Google breaks down its products into seven categories, with each having an extensive set of products. 1) Compute 2) Storage 3) Networking 4) Stackdriver 5) Tools 6) Big Data 7) Artificial Intelligence. The platform is continually evolving.

In a recent survey, SADA found, 84% of IT managers employ cloud services rather than traditional data centers. Some of the largest companies in the world are using Google’s Cloud including Apple, eBay, and TechCrunch. When it is time to choose an infrastructure partner Google’s Cloud Platform has several distinct advantages.

  1. GCP pricing: Google’s Cloud only charges in one-minute increments, which means consumers are just paying for the computing power they need. Startups should use the initial credits and no up-front for long-running workloads.
  2. Google Cloud is one of the largest networks in the world and very fast. A distinct advantage of Google over other players, a privately distributed backbone between data centers the world over. Their 9,000 km trans-pacific cable is the highest capacity undersea cable ever built. Google is the absolute leader in the rapid deployment of fiber-optic and servers. With speed comes, lower costs on more data.
  3. Security is state-of-the art at Google Cloud. The platform has been dealing with web security for over 15 years with their retail products. Among the features: data is encrypted and a commitment to enterprise security.
  4. Constant expansion is the name of the game at Google Cloud. Google Cloud announced they have surpassed the billion-user products mark. With such phenomenal growth, the company opened eight new cloud regions to meet demand.

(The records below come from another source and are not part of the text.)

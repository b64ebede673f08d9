//! Store fixtures.
//!
//! Helpers for opening every backend kind over a temporary directory that
//! is removed when the fixture is dropped.

use std::path::{Path, PathBuf};
use std::sync::Arc;
use tempfile::TempDir;
use tessera_storage::{open_backend, BufferMode, StorageBackend, StorageResult, StoreOptions, MIB};

/// Extent used for fixture stores. Mapped stores cannot grow past it.
pub const FIXTURE_EXTENT: u64 = 4 * MIB;

/// Every backend kind, in a stable order.
pub fn all_modes() -> [BufferMode; 4] {
    [
        BufferMode::Transient,
        BufferMode::Mapped,
        BufferMode::DiskWorm,
        BufferMode::DiskRw,
    ]
}

/// Options for a `mode` store kept under `dir`.
///
/// Transient stores ignore the directory.
pub fn store_options(mode: BufferMode, dir: &Path) -> StoreOptions {
    let options = StoreOptions::new(mode).initial_extent(FIXTURE_EXTENT);
    match mode {
        BufferMode::Transient => options,
        _ => options.file(dir.join(format!("{mode}.jnl"))),
    }
}

/// Opens a `mode` store under `dir`.
///
/// # Errors
///
/// Returns an error if the backend cannot be opened.
pub fn open_store(mode: BufferMode, dir: &Path) -> StorageResult<Arc<dyn StorageBackend>> {
    open_backend(&store_options(mode, dir))
}

/// A store in its own temporary directory.
pub struct TempStore {
    /// The opened backend.
    pub backend: Arc<dyn StorageBackend>,
    options: StoreOptions,
    dir: TempDir,
}

impl TempStore {
    /// Creates a fresh `mode` store.
    ///
    /// # Errors
    ///
    /// Returns an error if the directory or the backend cannot be created.
    pub fn new(mode: BufferMode) -> StorageResult<Self> {
        let dir = TempDir::new()?;
        let options = store_options(mode, dir.path());
        let backend = open_backend(&options)?;
        Ok(Self {
            backend,
            options,
            dir,
        })
    }

    /// The options the store was opened with.
    pub fn options(&self) -> &StoreOptions {
        &self.options
    }

    /// The temporary directory holding the store.
    pub fn dir(&self) -> &Path {
        self.dir.path()
    }

    /// The backing file, if the mode has one.
    pub fn path(&self) -> Option<PathBuf> {
        self.options.file.clone()
    }

    /// Closes the backend and opens the same file again.
    ///
    /// Every other handle to the old backend must be dropped first.
    ///
    /// # Errors
    ///
    /// Returns an error if the store cannot be closed or reopened.
    pub fn reopen(self) -> StorageResult<Self> {
        let Self {
            backend,
            options,
            dir,
        } = self;
        backend.close()?;
        drop(backend);
        let options = options.create_if_missing(false);
        let backend = open_backend(&options)?;
        Ok(Self {
            backend,
            options,
            dir,
        })
    }
}

impl std::ops::Deref for TempStore {
    type Target = Arc<dyn StorageBackend>;

    fn deref(&self) -> &Self::Target {
        &self.backend
    }
}

#[cfg(test)]
mod tests {
    use super::*;

    #[test]
    fn every_mode_opens() {
        for mode in all_modes() {
            let store = TempStore::new(mode).unwrap();
            assert_eq!(store.mode(), mode);
            assert!(store.is_new());
        }
    }

    #[test]
    fn transient_has_no_path() {
        let store = TempStore::new(BufferMode::Transient).unwrap();
        assert!(store.path().is_none());
    }

    #[test]
    fn disk_store_reopens_existing_file() {
        let store = TempStore::new(BufferMode::DiskWorm).unwrap();
        let addr = store.write(b"durable").unwrap();
        store.force(true).unwrap();
        store.commit();
        let next = store.next_offset();

        let store = store.reopen().unwrap();
        assert!(!store.is_new());
        store.restore(next, tessera_storage::Address::NULL).unwrap();
        assert_eq!(store.read(addr).unwrap(), b"durable");
    }
}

Three significant services on the Google Cloud Platform are Kubernetes, Cloud Firestore, and Cloud Pub/Sub.

Kubernetes

Kubernetes is an open sourced engine, where developers automate application deployment in a containerized environment. Released in 2014, Kubernetes has a robust ecosystem of add-ons and support systems.

Deployment is by containers based on an operating system rather than hardware. Kubernetes insulate containers from one another and the host. Each container houses unique file systems, resources, and each container holds a specific application.

Kubernetes Deployment

Kubernetes is a contemporary design of deployment, where applications are attached to clusters without connection to the original host. Other deployment models offer less flexibility because applications are tied to a host machine. Kubernetes allows a developer to deploy containerized applications in clusters.

Kubernetes administration is a mix of locations and resources. Developers can use Google Cloud, from the left side menu, to deploy Kubernetes Clusters. Pre-packaged Kubernetes solutions with dozens of categories are available in the Cloud marketplace. Use Google Clouds Compute Engine and deploy large Kubernetes Clusters with unlimited CPUs in either Linux or Windows.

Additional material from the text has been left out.